Write out the whole listing again so that each line matches the original.
━━━━
//! Output planning: which pages go into which file, at which offset.

use std::path::{Path, PathBuf};

use rayon::prelude::*;
use serde::{Deserialize, Serialize};

use super::options::{LayoutMode, DEFAULT_PAGE_GAP};
use super::page::process_page_with_stats;
use super::stats::ConversionStats;
use crate::error::{Error, Result};
use crate::model::{Bounds, EntityBatch, LayerSet, OutputEntity, Page};

/// One planned output file.
#[derive(Debug, Clone, Serialize, Deserialize)]
pub struct OutputFile {
    /// Destination path
    pub path: PathBuf,

    /// Layer table owned by this file
    pub layers: LayerSet,

    /// Page batches in page order
    pub batches: Vec<EntityBatch>,
}

impl OutputFile {
    /// Create an empty file plan with a fresh layer set.
    pub fn new(path: impl Into<PathBuf>) -> Self {
        Self {
            path: path.into(),
            layers: LayerSet::new(),
            batches: Vec::new(),
        }
    }

    /// All entities of the file, batch by batch.
    pub fn entities(&self) -> impl Iterator<Item = &OutputEntity> {
        self.batches.iter().flat_map(|b| b.entities.iter())
    }

    /// Total entity count.
    pub fn entity_count(&self) -> usize {
        self.batches.iter().map(EntityBatch::len).sum()
    }

    /// Extents of every entity in the file.
    pub fn bounds(&self) -> Option<Bounds> {
        self.batches
            .iter()
            .filter_map(EntityBatch::bounds)
            .reduce(Bounds::union)
    }
}

/// The complete set of files produced by one conversion request.
#[derive(Debug, Clone, Serialize, Deserialize)]
pub struct OutputPlan {
    /// `Merged` when every page lands in a single file
    pub mode: LayoutMode,

    /// Files in write order
    pub files: Vec<OutputFile>,

    /// Translation statistics over all pages
    pub stats: ConversionStats,
}

impl OutputPlan {
    /// Destination paths in write order.
    pub fn paths(&self) -> Vec<&Path> {
        self.files.iter().map(|f| f.path.as_path()).collect()
    }
}

/// Where a page is drawn: which file and at which horizontal offset.
#[derive(Debug, Clone, Copy, PartialEq)]
pub struct Placement {
    /// Position of the target file in the plan
    pub file: usize,

    /// Horizontal offset of the page in that file
    pub x_offset: f64,
}

/// Decides the output layout and builds the [`OutputPlan`].
#[derive(Debug, Clone)]
pub struct DocumentAssembler {
    page_gap: f64,
    parallel: bool,
}

impl DocumentAssembler {
    /// Create an assembler with the default page gap.
    pub fn new() -> Self {
        Self {
            page_gap: DEFAULT_PAGE_GAP,
            parallel: true,
        }
    }

    /// Set the gap between pages in merged layout.
    pub fn with_page_gap(mut self, gap: f64) -> Self {
        self.page_gap = gap;
        self
    }

    /// Enable or disable parallel page translation.
    pub fn with_parallel(mut self, parallel: bool) -> Self {
        self.parallel = parallel;
        self
    }

    /// Effective mode for a selection: a single page always yields one file.
    pub fn effective_mode(page_count: usize, layout: LayoutMode) -> LayoutMode {
        if page_count == 1 {
            LayoutMode::Merged
        } else {
            layout
        }
    }

    /// Compute the placement of each selected page.
    ///
    /// Merged pages run left to right, each starting `width + gap` after
    /// the previous one. Split pages each get their own file at offset 0.
    pub fn placements(&self, pages: &[&Page], layout: LayoutMode) -> Vec<Placement> {
        match Self::effective_mode(pages.len(), layout) {
            LayoutMode::Merged => {
                let mut x_offset = 0.0;
                pages
                    .iter()
                    .map(|page| {
                        let placement = Placement { file: 0, x_offset };
                        x_offset += page.width + self.page_gap;
                        placement
                    })
                    .collect()
            }
            LayoutMode::PerPage => (0..pages.len())
                .map(|file| Placement {
                    file,
                    x_offset: 0.0,
                })
                .collect(),
        }
    }

    /// Build the output plan for the selected pages.
    ///
    /// Pages must already be validated; an empty selection is an error.
    pub fn assemble(
        &self,
        template: impl AsRef<Path>,
        pages: &[&Page],
        layout: LayoutMode,
    ) -> Result<OutputPlan> {
        let template = template.as_ref();
        if pages.is_empty() {
            return Err(Error::NoValidPages {
                requested: 0,
                page_count: 0,
            });
        }

        let mode = Self::effective_mode(pages.len(), layout);
        let placements = self.placements(pages, layout);

        let mut files: Vec<OutputFile> = match mode {
            LayoutMode::Merged => vec![OutputFile::new(template)],
            LayoutMode::PerPage => pages
                .iter()
                .map(|page| OutputFile::new(page_output_path(template, page.ordinal())))
                .collect(),
        };

        // Indexed collect keeps page order regardless of scheduling.
        let translated: Vec<(EntityBatch, ConversionStats)> = if self.parallel {
            pages
                .par_iter()
                .zip(placements.par_iter())
                .map(|(page, placement)| process_page_with_stats(page, placement.x_offset))
                .collect()
        } else {
            pages
                .iter()
                .zip(placements.iter())
                .map(|(page, placement)| process_page_with_stats(page, placement.x_offset))
                .collect()
        };

        let mut stats = ConversionStats::new();
        for ((batch, page_stats), placement) in translated.into_iter().zip(&placements) {
            stats.merge(&page_stats);
            files[placement.file].batches.push(batch);
        }

        Ok(OutputPlan { mode, files, stats })
    }
}

impl Default for DocumentAssembler {
    fn default() -> Self {
        Self::new()
    }
}

/// Derive the per-page file name `{base}_page_{N}{ext}` from a template.
///
/// `ordinal` is the 1-based position of the page in the source document.
pub fn page_output_path(template: &Path, ordinal: usize) -> PathBuf {
    let stem = template
        .file_stem()
        .map(|s| s.to_string_lossy().into_owned())
        .unwrap_or_default();
    let name = match template.extension() {
        Some(ext) => format!("{}_page_{}.{}", stem, ordinal, ext.to_string_lossy()),
        None => format!("{}_page_{}", stem, ordinal),
    };
    template.with_file_name(name)
}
━━━━
▶ Response area:
//! Output planning: which pages go into which file, at which offset.

use std::path::{Path, PathBuf};

use rayon::prelude::*;
use serde::{Deserialize, Serialize};

use super::options::{LayoutMode, DEFAULT_PAGE_GAP};
use super::page::process_page_with_stats;
use super::stats::ConversionStats;
use crate::error::{Error, Result};
use crate::model::{Bounds, EntityBatch, LayerSet, OutputEntity, Page};

/// One planned output file.
#[derive(Debug, Clone, Serialize, Deserialize)]
pub struct OutputFile {
    /// Destination path
    pub path: PathBuf,

    /// Layer table owned by this file
    pub layers: LayerSet,

    /// Page batches in page order
    pub batches: Vec<EntityBatch>,
}

impl OutputFile {
    /// Create an empty file plan with a fresh layer set.
    pub fn new(path: impl Into<PathBuf>) -> Self {
        Self {
            path: path.into(),
            layers: LayerSet::new(),
            batches: Vec::new(),
        }
    }

    /// All entities of the file, batch by batch.
    pub fn entities(&self) -> impl Iterator<Item = &OutputEntity> {
        self.batches.iter().flat_map(|b| b.entities.iter())
    }

    /// Total entity count.
    pub fn entity_count(&self) -> usize {
        self.batches.iter().map(EntityBatch::len).sum()
    }

    /// Extents of every entity in the file.
    pub fn bounds(&self) -> Option<Bounds> {
        self.batches
            .iter()
            .filter_map(EntityBatch::bounds)
            .reduce(Bounds::union)
    }
}

/// The complete set of files produced by one conversion request.
#[derive(Debug, Clone, Serialize, Deserialize)]
pub struct OutputPlan {
    /// `Merged` when every page lands in a single file
    pub mode: LayoutMode,

    /// Files in write order
    pub files: Vec<OutputFile>,

    /// Translation statistics over all pages
    pub stats: ConversionStats,
}

impl OutputPlan {
    /// Destination paths in write order.
    pub fn paths(&self) -> Vec<&Path> {
        self.files.iter().map(|f| f.path.as_path()).collect()
    }
}

/// Where a page is drawn: which file and at which horizontal offset.
#[derive(Debug, Clone, Copy, PartialEq)]
pub struct Placement {
    /// Position of the target file in the plan
    pub file: usize,

    /// Horizontal offset of the page in that file
    pub x_offset: f64,
}

/// Decides the output layout and builds the [`OutputPlan`].
#[derive(Debug, Clone)]
pub struct DocumentAssembler {
    page_gap: f64,
    parallel: bool,
}

impl DocumentAssembler {
    /// Create an assembler with the default page gap.
    pub fn new() -> Self {
        Self {
            page_gap: DEFAULT_PAGE_GAP,
            parallel: true,
        }
    }

    /// Set the gap between pages in merged layout.
    pub fn with_page_gap(mut self, gap: f64) -> Self {
        self.page_gap = gap;
        self
    }

    /// Enable or disable parallel page translation.
    pub fn with_parallel(mut self, parallel: bool) -> Self {
        self.parallel = parallel;
        self
    }

    /// Effective mode for a selection: a single page always yields one file.
    pub fn effective_mode(page_count: usize, layout: LayoutMode) -> LayoutMode {
        if page_count == 1 {
            LayoutMode::Merged
        } else {
            layout
        }
    }

    /// Compute the placement of each selected page.
    ///
    /// Merged pages run left to right, each starting `width + gap` after
    /// the previous one. Split pages each get their own file at offset 0.
    pub fn placements(&self, pages: &[&Page], layout: LayoutMode) -> Vec<Placement> {
        match Self::effective_mode(pages.len(), layout) {
            LayoutMode::Merged => {
                let mut x_offset = 0.0;
                pages
                    .iter()
                    .map(|page| {
                        let placement = Placement { file: 0, x_offset };
                        x_offset += page.width + self.page_gap;
                        placement
                    })
                    .collect()
            }
            LayoutMode::PerPage => (0..pages.len())
                .map(|file| Placement {
                    file,
                    x_offset: 0.0,
                })
                .collect(),
        }
    }

    /// Build the output plan for the selected pages.
    ///
    /// Pages must already be validated; an empty selection is an error.
    pub fn assemble(
        &self,
        template: impl AsRef<Path>,
        pages: &[&Page],
        layout: LayoutMode,
    ) -> Result<OutputPlan> {
        let template = template.as_ref();
        if pages.is_empty() {
            return Err(Error::NoValidPages {
                requested: 0,
                page_count: 0,
            });
        }

        let mode = Self::effective_mode(pages.len(), layout);
        let placements = self.placements(pages, layout);

        let mut files: Vec<OutputFile> = match mode {
            LayoutMode::Merged => vec![OutputFile::new(template)],
            LayoutMode::PerPage => pages
                .iter()
                .map(|page| OutputFile::new(page_output_path(template, page.ordinal())))
                .collect(),
        };

        // Indexed collect keeps page order regardless of scheduling.
        let translated: Vec<(EntityBatch, ConversionStats)> = if self.parallel {
            pages
                .par_iter()
                .zip(placements.par_iter())
                .map(|(page, placement)| process_page_with_stats(page, placement.x_offset))
                .collect()
        } else {
            pages
                .iter()
                .zip(placements.iter())
                .map(|(page, placement)| process_page_with_stats(page, placement.x_offset))
                .collect()
        };

        let mut stats = ConversionStats::new();
        for ((batch, page_stats), placement) in translated.into_iter().zip(&placements) {
            stats.merge(&page_stats);
            files[placement.file].batches.push(batch);
        }

        Ok(OutputPlan { mode, files, stats })
    }
}

impl Default for DocumentAssembler {
    fn default() -> Self {
        Self::new()
    }
}

/// Derive the per-page file name `{base}_page_{N}{ext}` from a template.
///
/// `ordinal` is the 1-based position of the page in the source document.
pub fn page_output_path(template: &Path, ordinal: usize) -> PathBuf {
    let stem = template
        .file_stem()
        .map(|s| s.to_string_lossy().into_owned())
        .unwrap_or_default();
    let name = match template.extension() {
        Some(ext) => format!("{}_page_{}.{}", stem, ordinal, ext.to_string_lossy()),
        None => format!("{}_page_{}", stem, ordinal),
    };
    template.with_file_name(name)
}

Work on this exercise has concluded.